In May, nine people were killed when Dylann Roof opened fired on a prayer meeting at a black church in Charleston, S.C. Last year, a former leader of the Ku Klux Klan killed three people outside a Jewish Community Center in the suburbs of Kansas City, Mo. In 2012, a white supremacist shot and killed six worshippers at a Sikh temple in Oak Creek, Wis.
These violent acts, among others that have occurred in recent years, have targeted houses of worship intended to offer shelter and comfort to anyone who might need it. Yet their openness makes faith-based institutions vulnerable to attack.
"They are supposed to be places where anyone can walk in and find a source of peace," said Zainab Chaudry, Maryland outreach manager for the Council on American Islamic Relations. "The challenge is, how can you secure a building that is meant to be open to everybody?"
There are ways of doing so while maintaining openness; a few companies sell security systems that are tailored to faith-based institutions. But, according to Chaudry, most pastors, imams and rabbis — leaders of all religions — do not know about such systems or security strategies.
"Through conversations with faith leaders," Chaudry said, "I realized that many of them do not have a strong sense of how to prevent these kinds of attacks or how to protect their houses of worship and congregations."
She used the recent arson of a Baltimore County mosque as an example. In October, juveniles set fire to the Gulzar-e-Madina mosque, previously the site of the Old Millford Mill Swim Club.
"The community there was completely stunned," Chaudry said. "They didn't know how to handle it. They didn't have the basic tools that they needed to be able to address incidents like this when they happen."
In an effort to equip houses of worship with these tools, Chaudry and her organization are hosting the Maryland Emergency Preparedness Summit for Faith Leaders on Dec. 10 at the Center for Social Change in Elkridge. The event will bring faith leaders from around the state together with local and federal security experts for a day of learning about preventing and remediating attacks on their organizations.
"To be able to have this opportunity to make federal and state level agencies available to meet with faith leaders and answer questions that they have: it feels like you're doing something that could help these communities," Chaudry said.
The summit was organized by the Maryland Outreach Department of the Council on American Islamic Relations in partnership with the Governor's Office of Community Initiatives and the Maryland Commission on Human Rights.

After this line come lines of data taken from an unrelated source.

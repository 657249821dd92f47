//! Matcher seam between plan execution and predicate evaluation
//!
//! Plan runners consult the matcher twice: once against raw index key values
//! (when the index covers every predicated field, sparing a document fetch)
//! and once against the fetched document itself.

use serde_json::Value;

use super::predicate::Predicate;

/// Predicate evaluation as consumed by plan runners
pub trait Matcher {
    /// Evaluates the predicate against a full document.
    fn matches(&self, document: &Value) -> bool;

    /// Evaluates the predicate against index key values alone.
    ///
    /// `fields` are the index's key fields in key order, `key` the
    /// corresponding values. Returns `None` when the key does not cover every
    /// predicated field and the document must be fetched to decide.
    fn matches_key(&self, fields: &[String], key: &[Value]) -> Option<bool>;
}

/// Matcher over a conjunction of field predicates
#[derive(Debug, Clone)]
pub struct ConjunctionMatcher {
    predicates: Vec<Predicate>,
}

impl ConjunctionMatcher {
    pub fn new(predicates: &[Predicate]) -> Self {
        Self {
            predicates: predicates.to_vec(),
        }
    }
}

impl Matcher for ConjunctionMatcher {
    fn matches(&self, document: &Value) -> bool {
        self.predicates.iter().all(|pred| {
            document
                .get(&pred.field)
                .is_some_and(|value| pred.op.matches_value(value))
        })
    }

    fn matches_key(&self, fields: &[String], key: &[Value]) -> Option<bool> {
        let mut decided = true;
        for pred in &self.predicates {
            match fields.iter().position(|f| *f == pred.field) {
                Some(pos) => {
                    let value = key.get(pos)?;
                    if !pred.op.matches_value(value) {
                        // One covered predicate failing settles the key.
                        return Some(false);
                    }
                }
                None => decided = false,
            }
        }
        if decided {
            Some(true)
        } else {
            None
        }
    }
}
//! Race error types
//!
//! Both variants are fatal to the containing query: no report is produced and
//! nothing is retried internally.

use thiserror::Error;

/// Result type for race operations
pub type RaceResult<T> = Result<T, RaceError>;

/// Errors raised while planning or racing candidate plans
#[derive(Debug, Clone, Error, PartialEq, Eq)]
pub enum RaceError {
    /// The planner produced no usable candidate plan for a clause
    #[error("no viable candidate plan: {0}")]
    NoViablePlan(String),

    /// A `$or` query with zero clauses
    #[error("$or requires at least one clause")]
    EmptyDisjunction,
}

impl RaceError {
    /// Stable machine-readable code for this error.
    pub fn code(&self) -> &'static str {
        match self {
            RaceError::NoViablePlan(_) => "RACE_NO_VIABLE_PLAN",
            RaceError::EmptyDisjunction => "RACE_EMPTY_DISJUNCTION",
        }
    }
}
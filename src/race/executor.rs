//! Query-level driver over the race machinery
//!
//! Ties the planner and storage collaborators to the selector and clause
//! aggregator. `find` returns the matched documents; `explain` runs the same
//! race and returns the scan-accounting report instead.

use crate::explain::ExplainReport;
use crate::observability::{Logger, Severity};
use crate::plan::{CandidatePlanner, DocumentStore};
use crate::query::{ConjunctionMatcher, Predicate, QueryShape};

use super::clause::ClauseAggregator;
use super::errors::{RaceError, RaceResult};
use super::selector::{MatchedDocument, MultiPlanSelector, ResultTarget, SelectorResult};

/// Executes queries by racing candidate plans
pub struct RaceExecutor<'a, P: CandidatePlanner, S: DocumentStore> {
    planner: &'a P,
    store: &'a S,
}

impl<'a, P: CandidatePlanner, S: DocumentStore> RaceExecutor<'a, P, S> {
    pub fn new(planner: &'a P, store: &'a S) -> Self {
        Self { planner, store }
    }

    /// Runs the query and returns the matched documents.
    ///
    /// For `$or` queries the result set is deduplicated by record id across
    /// clauses.
    pub fn find(
        &self,
        query: &QueryShape,
        target: ResultTarget,
    ) -> RaceResult<Vec<MatchedDocument>> {
        match query {
            QueryShape::Conjunction(clause) => {
                Ok(self.race_clause(clause, target)?.documents)
            }
            QueryShape::Disjunction(clauses) => {
                let outcome = ClauseAggregator::new(self.planner, self.store)
                    .run(clauses, target)?;
                Ok(outcome.documents)
            }
        }
    }

    /// Runs the query and returns the explain report.
    pub fn explain(&self, query: &QueryShape, target: ResultTarget) -> RaceResult<ExplainReport> {
        match query {
            QueryShape::Conjunction(clause) => {
                let result = self.race_clause(clause, target)?;
                Ok(ExplainReport::from_selector(&result))
            }
            QueryShape::Disjunction(clauses) => {
                let outcome = ClauseAggregator::new(self.planner, self.store)
                    .run(clauses, target)?;
                Ok(ExplainReport::from_clauses(&outcome.clauses))
            }
        }
    }

    fn race_clause(
        &self,
        clause: &[Predicate],
        target: ResultTarget,
    ) -> RaceResult<SelectorResult> {
        let plans = self.planner.candidates(clause);
        if plans.is_empty() {
            Logger::log_stderr(
                Severity::Error,
                "no_viable_plan",
                &[("code", "RACE_NO_VIABLE_PLAN")],
            );
            return Err(RaceError::NoViablePlan(
                "planner enumerated no candidate plans".to_string(),
            ));
        }
        let matcher = ConjunctionMatcher::new(clause);
        Ok(MultiPlanSelector::new(plans, self.store, &matcher, target)?.run())
    }
}
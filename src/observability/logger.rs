//! Structured JSON logger
//!
//! One log line = one event. The event name and severity lead the line,
//! followed by caller-supplied fields in caller order. Writes are synchronous
//! and unbuffered so log order matches execution order.

use std::fmt;
use std::io::{self, Write};

/// Log severity levels
#[derive(Debug, Clone, Copy, PartialEq, Eq, PartialOrd, Ord)]
pub enum Severity {
    /// Race-step detail
    Trace,
    /// Normal operations
    Info,
    /// Recoverable issues
    Warn,
    /// Operation failures
    Error,
}

impl Severity {
    pub fn as_str(&self) -> &'static str {
        match self {
            Severity::Trace => "TRACE",
            Severity::Info => "INFO",
            Severity::Warn => "WARN",
            Severity::Error => "ERROR",
        }
    }
}

impl fmt::Display for Severity {
    fn fmt(&self, f: &mut fmt::Formatter<'_>) -> fmt::Result {
        write!(f, "{}", self.as_str())
    }
}

/// Synchronous structured logger
pub struct Logger;

impl Logger {
    /// Logs an event to stdout.
    pub fn log(severity: Severity, event: &str, fields: &[(&str, &str)]) {
        let line = Self::render(severity, event, fields);
        let _ = writeln!(io::stdout(), "{line}");
    }

    /// Logs an event to stderr (errors and failures).
    pub fn log_stderr(severity: Severity, event: &str, fields: &[(&str, &str)]) {
        let line = Self::render(severity, event, fields);
        let _ = writeln!(io::stderr(), "{line}");
    }

    fn render(severity: Severity, event: &str, fields: &[(&str, &str)]) -> String {
        let mut line = String::with_capacity(128);
        line.push('{');
        line.push_str("\"event\":");
        line.push_str(&escape(event));
        line.push_str(",\"severity\":\"");
        line.push_str(severity.as_str());
        line.push('"');
        for (key, value) in fields {
            line.push(',');
            line.push_str(&escape(key));
            line.push(':');
            line.push_str(&escape(value));
        }
        line.push('}');
        line
    }
}

fn escape(s: &str) -> String {
    // serde_json string encoding handles quoting and control characters.
    serde_json::Value::String(s.to_string()).to_string()
}

#[cfg(test)]
mod tests {
    use super::*;

    #[test]
    fn test_severity_ordering() {
        assert!(Severity::Trace < Severity::Info);
        assert!(Severity::Warn < Severity::Error);
    }

    #[test]
    fn test_render_is_valid_json() {
        let line = Logger::render(
            Severity::Trace,
            "plan_race_won",
            &[("cursor", "IndexCursor a_1_b_1"), ("n", "2")],
        );
        let parsed: serde_json::Value = serde_json::from_str(&line).unwrap();
        assert_eq!(parsed["event"], "plan_race_won");
        assert_eq!(parsed["severity"], "TRACE");
        assert_eq!(parsed["cursor"], "IndexCursor a_1_b_1");
        assert_eq!(parsed["n"], "2");
    }

    #[test]
    fn test_render_escapes_values() {
        let line = Logger::render(Severity::Error, "failed", &[("reason", "a \"quoted\" cause")]);
        let parsed: serde_json::Value = serde_json::from_str(&line).unwrap();
        assert_eq!(parsed["reason"], "a \"quoted\" cause");
    }
}
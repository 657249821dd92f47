//! Query predicate model for racedb
//!
//! A query is a conjunction of field predicates, or a top-level disjunction
//! (`$or`) of such conjunctions. The matcher seam evaluates predicates against
//! full documents and, where an index covers every predicated field, against
//! raw index keys without loading the document.

mod matcher;
mod predicate;
mod shape;

pub use matcher::{ConjunctionMatcher, Matcher};
pub use predicate::{compare_values, FilterOp, Predicate};
pub use shape::QueryShape;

In September, the sheriff's office in Harford County hosted a similar event for over 40 church officials about handling an active shooter situation. But the Maryland Emergency Preparedness Summit is the first event of this nature to be held for faith leaders across the state, Chaudry said, and over 50 are already signed up to participate.
According to a press release, the event comes in the midst of a "growing number of threats targeting faith-based institutions." The weeks since the Nov. 13 Paris attacks and days since the mass shooting in San Bernardino have brought a growing number of threats against mosques, specifically.
In late November the national office of the Council on American Islamic Relations reported that the number of discriminatory acts against Muslims and mosques following the Paris attacks exceeded the quantity reported to the organization in the weeks after 9/11.
"There are mosques that have been vandalized or have been threatened almost every single day and those are the only ones that are being reported," Chaudry said. "That certainly plays into the inclination to host this."
A few hours after the Nov. 13 attacks on Paris, a man in St. Petersburg, Flo. left a voicemail at the Islamic Center there threatening to "firebomb" the building and "shoot whoever is there in the head." On Nov. 16, vandals covered the door of the Islamic Center in Plugerville, Texas with feces and threw feces-covered pages of the Quran onto the center's floor.
These are just two of the many threats and violent acts against mosques reported to the Council in the past three weeks.
Chaudry said that her organization did not want to make the summit exclusive to Muslim faith leaders, because congregations of other faiths are not immune to danger.
"From the Jewish or Muslim or Christian or Buddhist or Sikh faiths, most faith leaders do not have the training or the basic level of expertise to secure their houses of worship," she said. "Most of them don't have an emergency operations plan in place that their staff is familiar with."
Experts from the Department of Homeland Security, the Department of Justice, the Maryland Emergency Management Agency and the Maryland State Police will talk to summit attendees about techniques for preventing attacks — from where to put up surveillance cameras and perimeter sensors to strategies for countering intolerance. Experts will also talk about developing an emergency plan to put into action should a situation occur.
"It's one of those summits that you hope there won't be a need for a follow-up," Chaudry said. "But we would be willing to have this annually or however frequently is necessary."
The Maryland Emergency Preparedness Summit for Faith Leaders will take place from 8 a.m. to 1 p.m. on Thursday, Dec. 10. Those who are affiliated with a faith-based organization and interested in attending must register for the event at www.md-emergencypreparedness.eventbrite.com by Tuesday, Dec. 8. Registration costs $10 per person.